Problem details
Your answer should be every line of the entries that has the string "TokenExpired" in it.

Data
-=-=-

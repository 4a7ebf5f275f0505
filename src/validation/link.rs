use serde::Deserialize;
use uuid::Uuid;

use super::{Checker, FieldErrors, Validate};

/// Roughly a century.
pub const MAX_EXPIRY_DAYS: i64 = 36_500;

#[derive(Debug, Deserialize)]
#[serde(rename_all = "camelCase", deny_unknown_fields)]
pub struct CreateLinkRequest {
    pub case_id: Option<String>,
    pub expires_in_days: Option<i64>,
    pub recipient_email: Option<String>,
    pub password: Option<String>,
}

#[derive(Debug, Clone)]
pub struct NewLink {
    pub case_id: Uuid,
    /// `None` or zero: the link never expires.
    pub expires_in_days: Option<i64>,
    /// Lower-cased; stored for reference only.
    pub recipient_email: Option<String>,
    /// Kept verbatim. An empty password means none.
    pub password: Option<String>,
}

impl Validate for CreateLinkRequest {
    type Output = NewLink;

    fn validate(self) -> Result<NewLink, FieldErrors> {
        let mut c = Checker::new();

        let case_id = c.required("caseId", self.case_id.as_deref(), "caseId is required");
        let case_id = if case_id.is_empty() {
            Uuid::nil()
        } else {
            Uuid::try_parse(&case_id).unwrap_or_else(|_| {
                c.error("caseId", "Invalid ID format");
                Uuid::nil()
            })
        };

        match self.expires_in_days {
            Some(d) if d < 0 => c.error("expiresInDays", "expiresInDays cannot be negative"),
            Some(d) if d > MAX_EXPIRY_DAYS => c.error(
                "expiresInDays",
                format!("expiresInDays cannot exceed {}", MAX_EXPIRY_DAYS),
            ),
            _ => {}
        }

        let recipient_email = c.optional(self.recipient_email.as_deref()).map(|e| e.to_lowercase());
        let password = self.password.filter(|p| !p.is_empty());

        c.finish(NewLink {
            case_id,
            expires_in_days: self.expires_in_days,
            recipient_email,
            password,
        })
    }
}

#[derive(Debug, Default, Deserialize)]
pub struct VerifyQuery {
    pub password: Option<String>,
}

#[cfg(test)]
mod tests {
    use super::*;
    use serde_json::json;

    fn check(body: serde_json::Value) -> Result<NewLink, FieldErrors> {
        serde_json::from_value::<CreateLinkRequest>(body).unwrap().validate()
    }

    #[test]
    fn case_id_is_required_and_must_parse() {
        assert_eq!(check(json!({})).unwrap_err()["caseId"], "caseId is required");
        assert_eq!(check(json!({ "caseId": "abc" })).unwrap_err()["caseId"], "Invalid ID format");
    }

    #[test]
    fn password_is_verbatim_and_email_lowercased() {
        let id = Uuid::new_v4();
        let link = check(json!({
            "caseId": id.to_string(),
            "password": " Pa55 ",
            "recipientEmail": "Client@Mail.GE",
            "expiresInDays": 0
        }))
        .unwrap();
        assert_eq!(link.case_id, id);
        assert_eq!(link.password.as_deref(), Some(" Pa55 "));
        assert_eq!(link.recipient_email.as_deref(), Some("client@mail.ge"));
        assert_eq!(link.expires_in_days, Some(0));
    }

    #[test]
    fn negative_expiry_is_rejected() {
        let id = Uuid::new_v4().to_string();
        assert!(check(json!({ "caseId": id, "expiresInDays": -1 })).unwrap_err().contains_key("expiresInDays"));
    }

    #[test]
    fn expiry_is_capped_at_a_century() {
        let id = Uuid::new_v4().to_string();
        assert!(check(json!({ "caseId": id, "expiresInDays": MAX_EXPIRY_DAYS })).is_ok());
        let errors = check(json!({ "caseId": id, "expiresInDays": MAX_EXPIRY_DAYS + 1 })).unwrap_err();
        assert_eq!(errors["expiresInDays"], "expiresInDays cannot exceed 36500");
        assert!(check(json!({ "caseId": id, "expiresInDays": i64::MAX })).is_err());
    }
}
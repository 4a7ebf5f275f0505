// handlers/public/links.rs - GET /api/shareable-links/:token/verify

use axum::{
    extract::{Path, Query, State},
    Json,
};
use chrono::Utc;

use crate::error::ApiError;
use crate::services::VerifiedLink;
use crate::state::AppState;
use crate::validation::link::VerifyQuery;

/// Opens a shared case by token. The body is the bare `{case, link}` object
/// the shared-case page renders.
pub async fn verify(
    State(state): State<AppState>,
    Path(token): Path<String>,
    Query(query): Query<VerifyQuery>,
) -> Result<Json<VerifiedLink>, ApiError> {
    let verified = state
        .links()
        .verify(&token, query.password.as_deref(), Utc::now())
        .await?;
    tracing::debug!("Shareable link {} opened ({} accesses)", verified.link.id, verified.link.access_count);
    Ok(Json(verified))
}
//! Session tokens, password hashing and the session cookie.

use axum::http::{header, HeaderMap};
use chrono::{DateTime, Duration, Utc};
use jsonwebtoken::{decode, encode, errors::ErrorKind, DecodingKey, EncodingKey, Header, Validation};
use serde::{Deserialize, Serialize};
use thiserror::Error;
use uuid::Uuid;

use crate::config::SecurityConfig;
use crate::database::models::{User, UserRole};

#[derive(Debug, Clone, PartialEq, Serialize, Deserialize)]
pub struct Claims {
    /// User id
    pub sub: Uuid,
    /// Company id
    pub tenant: Uuid,
    pub role: UserRole,
    pub iat: i64,
    pub exp: i64,
}

impl Claims {
    pub fn new(user: &User, expiry_hours: u64, now: DateTime<Utc>) -> Self {
        let exp = (now + Duration::hours(expiry_hours as i64)).timestamp();
        Self {
            sub: user.id,
            tenant: user.tenant_id,
            role: user.role,
            iat: now.timestamp(),
            exp,
        }
    }
}

#[derive(Debug, Error)]
pub enum AuthError {
    #[error("Authentication required")]
    MissingToken,

    #[error("Invalid token")]
    InvalidToken,

    #[error("Token expired")]
    TokenExpired,

    #[error("JWT secret not configured")]
    InvalidSecret,

    #[error("JWT generation error: {0}")]
    TokenGeneration(String),

    #[error("Password hashing failed: {0}")]
    Hash(#[from] bcrypt::BcryptError),
}

pub fn generate_jwt(claims: &Claims, secret: &str) -> Result<String, AuthError> {
    if secret.is_empty() {
        return Err(AuthError::InvalidSecret);
    }

    let encoding_key = EncodingKey::from_secret(secret.as_bytes());
    encode(&Header::default(), claims, &encoding_key).map_err(|e| AuthError::TokenGeneration(e.to_string()))
}

pub fn validate_jwt(token: &str, secret: &str) -> Result<Claims, AuthError> {
    if secret.is_empty() {
        return Err(AuthError::InvalidSecret);
    }

    let decoding_key = DecodingKey::from_secret(secret.as_bytes());
    let mut validation = Validation::default();
    validation.leeway = 0;

    decode::<Claims>(token, &decoding_key, &validation)
        .map(|data| data.claims)
        .map_err(|e| match e.kind() {
            ErrorKind::ExpiredSignature => AuthError::TokenExpired,
            _ => AuthError::InvalidToken,
        })
}

/// Hashes on the blocking pool; bcrypt at production cost takes tens of milliseconds.
pub async fn hash_password(password: String, cost: u32) -> Result<String, AuthError> {
    tokio::task::spawn_blocking(move || bcrypt::hash(password, cost))
        .await
        .map_err(|e| AuthError::TokenGeneration(e.to_string()))?
        .map_err(AuthError::from)
}

/// A malformed stored hash counts as a mismatch.
pub async fn verify_password(password: String, hash: String) -> bool {
    tokio::task::spawn_blocking(move || bcrypt::verify(password, &hash).unwrap_or(false))
        .await
        .unwrap_or(false)
}

/// `Set-Cookie` value carrying a fresh session token.
pub fn session_cookie(security: &SecurityConfig, token: &str) -> String {
    let max_age = security.jwt_expiry_hours * 60 * 60;
    format!(
        "{}={}; Path=/; Max-Age={}; HttpOnly; {}",
        security.cookie_name,
        token,
        max_age,
        same_site(security)
    )
}

/// `Set-Cookie` value that removes the session cookie.
pub fn clear_session_cookie(security: &SecurityConfig) -> String {
    format!(
        "{}=; Path=/; Max-Age=0; Expires=Thu, 01 Jan 1970 00:00:00 GMT; HttpOnly; {}",
        security.cookie_name,
        same_site(security)
    )
}

fn same_site(security: &SecurityConfig) -> &'static str {
    if security.secure_cookies {
        "SameSite=None; Secure"
    } else {
        "SameSite=Lax"
    }
}

/// Session token from the cookie, else from an `Authorization: Bearer` header.
pub fn token_from_headers(headers: &HeaderMap, cookie_name: &str) -> Option<String> {
    let from_cookie = headers
        .get_all(header::COOKIE)
        .iter()
        .filter_map(|v| v.to_str().ok())
        .flat_map(|v| v.split(';'))
        .filter_map(|pair| pair.trim().split_once('='))
        .find(|(name, _)| *name == cookie_name)
        .map(|(_, value)| value.trim().to_string())
        .filter(|value| !value.is_empty());

    from_cookie.or_else(|| {
        headers
            .get(header::AUTHORIZATION)
            .and_then(|v| v.to_str().ok())
            .and_then(|v| v.strip_prefix("Bearer "))
            .map(|token| token.trim().to_string())
            .filter(|token| !token.is_empty())
    })
}
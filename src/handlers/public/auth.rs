// handlers/public/auth.rs - POST /api/auth/{register,login,logout}

use axum::{extract::State, http::header, response::IntoResponse};
use chrono::Utc;
use serde_json::json;

use crate::auth::{clear_session_cookie, session_cookie};
use crate::database::models::{Company, User};
use crate::error::ApiError;
use crate::middleware::ApiResponse;
use crate::state::AppState;
use crate::validation::auth::{LoginRequest, RegisterRequest};
use crate::validation::ValidJson;

fn session_body(user: &User, company: &Company) -> serde_json::Value {
    json!({ "user": user.public(), "company": company.summary() })
}

/// POST /api/auth/register - create a company with its first admin and sign in
pub async fn register(
    State(state): State<AppState>,
    ValidJson(input): ValidJson<RegisterRequest>,
) -> Result<impl IntoResponse, ApiError> {
    let auth = state.auth();
    let now = Utc::now();
    let (user, company) = auth.register(input, now).await?;
    let token = auth.issue_token(&user, now)?;

    let cookie = session_cookie(&state.config.security, &token);
    Ok(([(header::SET_COOKIE, cookie)], ApiResponse::created(session_body(&user, &company))))
}

/// POST /api/auth/login - check credentials and set the session cookie
pub async fn login(
    State(state): State<AppState>,
    ValidJson(credentials): ValidJson<LoginRequest>,
) -> Result<impl IntoResponse, ApiError> {
    let auth = state.auth();
    let email = credentials.email.clone();
    let (user, company) = auth.login(credentials).await.inspect_err(|_| {
        tracing::info!("Failed login attempt for {}", email);
    })?;
    let token = auth.issue_token(&user, Utc::now())?;

    tracing::info!("User {} logged in to company {}", user.id, company.id);
    let cookie = session_cookie(&state.config.security, &token);
    Ok(([(header::SET_COOKIE, cookie)], ApiResponse::success(session_body(&user, &company))))
}

/// POST /api/auth/logout - clear the session cookie
pub async fn logout(State(state): State<AppState>) -> impl IntoResponse {
    let cookie = clear_session_cookie(&state.config.security);
    (
        [(header::SET_COOKIE, cookie)],
        ApiResponse::success(json!({ "message": "Logged out successfully" })),
    )
}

-=-=-

Written solution
    TokenExpired,
            ErrorKind::ExpiredSignature => AuthError::TokenExpired,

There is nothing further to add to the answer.